Чисто конкретная Россия
Можно с хорошей долей уверенности утверждать: ценностная шкала, система внутренних смысловых ориентиров у Путина находятся в очень шатком, неустойчивом равновесии. А общество, народ, электорат желает быть “принуждаем”, желает, чтобы его попытались подчинить. Потому что сутью российского социально-политического архетипа остается одно: в едином ли порыве народ радостно подчиняется грозному вождю, в едином ли раздражении глухо ропщет или публично поносит ослабевшего лидера — в любом случае речь идет о системе взаимного произвола и насилия, различающихся только интенсивностью, но никогда не превращающихся во взаимное партнерство. Возобладает ли во внутренней системе ценностей Путина “правление права” над “правом силы” или нет — вот это действительно очень серьезная и до сих пор абсолютно закрытая от нас “тайна личности”. Которую мы сможем разгадать только по довольно отдаленным по времени результатам.

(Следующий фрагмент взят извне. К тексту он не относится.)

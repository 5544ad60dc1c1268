use super::{ApiClient, ClientResult};
use serde::{Deserialize, Serialize};
use threadlab_database::common::{
    article::{Article, ArticleView, Study},
    comment::Comment,
    newtypes::{ArticleId, StudyId},
};

#[derive(Deserialize, Serialize, Clone, Debug)]
pub struct GetArticleParams {
    pub id: ArticleId,
    /// Survey response id passed along from the survey, stored with the view in the logs
    pub response_id: Option<String>,
}

#[derive(Deserialize, Serialize, Clone, Debug, Default)]
pub struct ListArticlesParams {
    pub study_id: Option<StudyId>,
}

#[derive(Deserialize, Serialize, Clone, Debug)]
pub struct CreateArticleParams {
    pub title: String,
    pub author: String,
    pub text: String,
    pub study_id: Option<StudyId>,
    #[serde(default = "default_true")]
    pub show_default_comments: bool,
    /// Seed threads, ids are generated where missing
    #[serde(default)]
    pub default_comments: Vec<Comment>,
}

fn default_true() -> bool {
    true
}

#[derive(Deserialize, Serialize, Clone, Debug)]
pub struct CreateStudyParams {
    pub name: String,
    #[serde(default)]
    pub description: String,
}

impl ApiClient {
    pub async fn get_article(&self, params: &GetArticleParams) -> ClientResult<ArticleView> {
        self.get("/api/v1/article", Some(params)).await
    }

    pub async fn list_articles(&self, params: &ListArticlesParams) -> ClientResult<Vec<Article>> {
        self.get("/api/v1/article/list", Some(params)).await
    }

    pub async fn create_article(&self, params: &CreateArticleParams) -> ClientResult<Article> {
        self.post("/api/v1/article", Some(params)).await
    }

    pub async fn create_study(&self, params: &CreateStudyParams) -> ClientResult<Study> {
        self.post("/api/v1/study", Some(params)).await
    }

    pub async fn list_studies(&self) -> ClientResult<Vec<Study>> {
        self.get("/api/v1/study/list", None::<()>).await
    }
}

В конечном счете все зависит от того, по какому принципу будет выстраивать Путин свои отношения с наиболее “продвинутой” частью общества — с той частью, которая окажется настроена на неприятие нового образа власти, неприятие, может быть, неконструктивное, капризное, несправедливое, порой даже кощунственное, иногда хорошо проплаченное, связанное с необходимостью восстановить разрушенную ценностную систему, что легче всего сделать “от противного”, от искусственно слепленного образа врага. Любимый В. Путиным, а также его друзьями и недругами тезис о “диктатуре закона”, который от частого использования все больше напоминает солдатское исподнее времен Первой мировой — до того истрепали, — тоже требует отдельного “разбирательства”. Диктатура закона — совсем не то же самое, что “диктатура права”. Если во втором случае речь идет о безоговорочном примате определенных ценностей (общечеловеческих, буржуазных или классовых, как кому милее), то в первом варианте подразумевается определенный волюнтаризм. Какой закон имеется в виду? Тот, который был вчера, или тот, что мы сочиним сегодня? Бесспорно, что прокуратура времен Вышинского работала замечательно, как часы работала, и казусов типа “Бабицкого” и “Гусинского” не допускала, действуя в строгом соответствии со статьей 58. Между тем Владимир Владимирович ни словом, ни чем еще — и не только до выборов, но и отмахав сто дней “после приказа” — не дал понять, какой именно “закон” он подразумевает. Поэтому сами по себе слова о “диктатуре закона” значат немногое. Куда важнее действия власти. Как только логика реагирования власти выйдет за рамки защиты закона и права, как только окажется, что “с Римским Папой можно не считаться, потому что у него нет ни одной дивизии” (как говаривал тов. Сталин), — тогда сразу же станет очевидным, что “понятия”, право силы и презрение к писаному закону и логике оппонентов, в общем, зоологические принципы организации человеческого сообщества торжествуют и что именно они оказываются генетически более близки бывшему советскому чекисту, чем принципы цивилизованные. И тогда Россию ждет дегенерация.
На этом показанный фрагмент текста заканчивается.